> **What is expected**
Word for word, transcribe every line below.

--- Entries supplied ---

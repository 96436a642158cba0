//! On-demand reads for polling when notifications are silent.

use std::sync::Arc;

use bytes::Bytes;

use crate::error::{Error, Result};
use crate::protocol::{
    Characteristic, decode_day_statistics, decode_dcv_report, decode_event_log,
    decode_identity_string, decode_sensor_snapshot, decode_ssid, decode_wifi_status,
};
use crate::session::Session;
use crate::transport::Transport;
use crate::types::{
    DayStatistics, DcvReport, DeviceIdentity, EventLogEntry, SensorSnapshot, WifiCloudStatus,
};

/// Reads a characteristic and decodes it.
pub struct SnapshotFetcher<T> {
    session: Arc<Session<T>>,
}

impl<T: Transport + 'static> SnapshotFetcher<T> {
    /// Creates a new fetcher for the session.
    #[must_use]
    pub const fn new(session: Arc<Session<T>>) -> Self {
        Self { session }
    }

    async fn read(&self, characteristic: Characteristic) -> Result<Bytes> {
        self.session.read(characteristic.uuid()).await
    }

    /// Reads a characteristic the device may lack; absence yields `None`.
    ///
    /// Only characteristics marked [`Characteristic::optional`] may be absent.
    async fn read_optional(&self, characteristic: Characteristic) -> Result<Option<Bytes>> {
        match self.read(characteristic).await {
            Ok(data) => Ok(Some(data)),
            Err(Error::UnsupportedCharacteristic { .. }) if characteristic.optional() => {
                tracing::debug!("{:?} not present on this device", characteristic);
                Ok(None)
            }
            Err(e) => Err(e),
        }
    }

    /// Reads the current telemetry snapshot.
    pub async fn fetch_snapshot(&self) -> Result<SensorSnapshot> {
        let data = self.read(Characteristic::SensorData).await?;
        Ok(decode_sensor_snapshot(&data)?)
    }

    /// Reads the Wi-Fi/cloud status block.
    pub async fn fetch_wifi_status(&self) -> Result<WifiCloudStatus> {
        let data = self.read(Characteristic::WifiStatus).await?;
        Ok(decode_wifi_status(&data)?)
    }

    /// Reads the event log.
    pub async fn fetch_event_log(&self) -> Result<Vec<EventLogEntry>> {
        let data = self.read(Characteristic::EventLog).await?;
        Ok(decode_event_log(&data))
    }

    /// Reads the statistics of the currently selected day.
    pub async fn read_day_statistics(&self) -> Result<DayStatistics> {
        let data = self.read(Characteristic::DayStatistics).await?;
        Ok(decode_day_statistics(&data)?)
    }

    /// Reads the DCV report, or `None` if the device has none.
    pub async fn fetch_dcv_report(&self) -> Result<Option<DcvReport>> {
        match self.read_optional(Characteristic::DcvReport).await? {
            Some(data) => Ok(Some(decode_dcv_report(&data)?)),
            None => Ok(None),
        }
    }

    async fn read_string(&self, characteristic: Characteristic) -> Result<String> {
        let data = self.read(characteristic).await?;
        Ok(decode_identity_string(&data))
    }

    /// Reads the static identity strings.
    ///
    /// Every device information characteristic is required; the SSID comes
    /// from the Wi-Fi status block.
    pub async fn fetch_identity(&self) -> Result<DeviceIdentity> {
        let wifi = self.read(Characteristic::WifiStatus).await?;

        Ok(DeviceIdentity {
            manufacturer: self.read_string(Characteristic::Manufacturer).await?,
            model: self.read_string(Characteristic::ModelNumber).await?,
            ble_name: self.session.peer_name().await.unwrap_or_default(),
            ble_address: self.session.peer_address().await,
            serial_number: self.read_string(Characteristic::SerialNumber).await?,
            hardware_revision: self.read_string(Characteristic::HardwareRevision).await?,
            firmware_revision: self.read_string(Characteristic::FirmwareRevision).await?,
            software_revision: self.read_string(Characteristic::SoftwareRevision).await?,
            wifi_ssid: decode_ssid(&wifi),
        })
    }
}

---

> **Answer space**
repository 96436a642158cba0
//! On-demand reads for polling when notifications are silent.

use std::sync::Arc;

use bytes::Bytes;

use crate::error::{Error, Result};
use crate::protocol::{
    Characteristic, decode_day_statistics, decode_dcv_report, decode_event_log,
    decode_identity_string, decode_sensor_snapshot, decode_ssid, decode_wifi_status,
};
use crate::session::Session;
use crate::transport::Transport;
use crate::types::{
    DayStatistics, DcvReport, DeviceIdentity, EventLogEntry, SensorSnapshot, WifiCloudStatus,
};

/// Reads a characteristic and decodes it.
pub struct SnapshotFetcher<T> {
    session: Arc<Session<T>>,
}

impl<T: Transport + 'static> SnapshotFetcher<T> {
    /// Creates a new fetcher for the session.
    #[must_use]
    pub const fn new(session: Arc<Session<T>>) -> Self {
        Self { session }
    }

    async fn read(&self, characteristic: Characteristic) -> Result<Bytes> {
        self.session.read(characteristic.uuid()).await
    }

    /// Reads a characteristic the device may lack; absence yields `None`.
    ///
    /// Only characteristics marked [`Characteristic::optional`] may be absent.
    async fn read_optional(&self, characteristic: Characteristic) -> Result<Option<Bytes>> {
        match self.read(characteristic).await {
            Ok(data) => Ok(Some(data)),
            Err(Error::UnsupportedCharacteristic { .. }) if characteristic.optional() => {
                tracing::debug!("{:?} not present on this device", characteristic);
                Ok(None)
            }
            Err(e) => Err(e),
        }
    }

    /// Reads the current telemetry snapshot.
    pub async fn fetch_snapshot(&self) -> Result<SensorSnapshot> {
        let data = self.read(Characteristic::SensorData).await?;
        Ok(decode_sensor_snapshot(&data)?)
    }

    /// Reads the Wi-Fi/cloud status block.
    pub async fn fetch_wifi_status(&self) -> Result<WifiCloudStatus> {
        let data = self.read(Characteristic::WifiStatus).await?;
        Ok(decode_wifi_status(&data)?)
    }

    /// Reads the event log.
    pub async fn fetch_event_log(&self) -> Result<Vec<EventLogEntry>> {
        let data = self.read(Characteristic::EventLog).await?;
        Ok(decode_event_log(&data))
    }

    /// Reads the statistics of the currently selected day.
    pub async fn read_day_statistics(&self) -> Result<DayStatistics> {
        let data = self.read(Characteristic::DayStatistics).await?;
        Ok(decode_day_statistics(&data)?)
    }

    /// Reads the DCV report, or `None` if the device has none.
    pub async fn fetch_dcv_report(&self) -> Result<Option<DcvReport>> {
        match self.read_optional(Characteristic::DcvReport).await? {
            Some(data) => Ok(Some(decode_dcv_report(&data)?)),
            None => Ok(None),
        }
    }

    async fn read_string(&self, characteristic: Characteristic) -> Result<String> {
        let data = self.read(characteristic).await?;
        Ok(decode_identity_string(&data))
    }

    /// Reads the static identity strings.
    ///
    /// Every device information characteristic is required; the SSID comes
    /// from the Wi-Fi status block.
    pub async fn fetch_identity(&self) -> Result<DeviceIdentity> {
        let wifi = self.read(Characteristic::WifiStatus).await?;

        Ok(DeviceIdentity {
            manufacturer: self.read_string(Characteristic::Manufacturer).await?,
            model: self.read_string(Characteristic::ModelNumber).await?,
            ble_name: self.session.peer_name().await.unwrap_or_default(),
            ble_address: self.session.peer_address().await,
            serial_number: self.read_string(Characteristic::SerialNumber).await?,
            hardware_revision: self.read_string(Characteristic::HardwareRevision).await?,
            firmware_revision: self.read_string(Characteristic::FirmwareRevision).await?,
            software_revision: self.read_string(Characteristic::SoftwareRevision).await?,
            wifi_ssid: decode_ssid(&wifi),
        })
    }
}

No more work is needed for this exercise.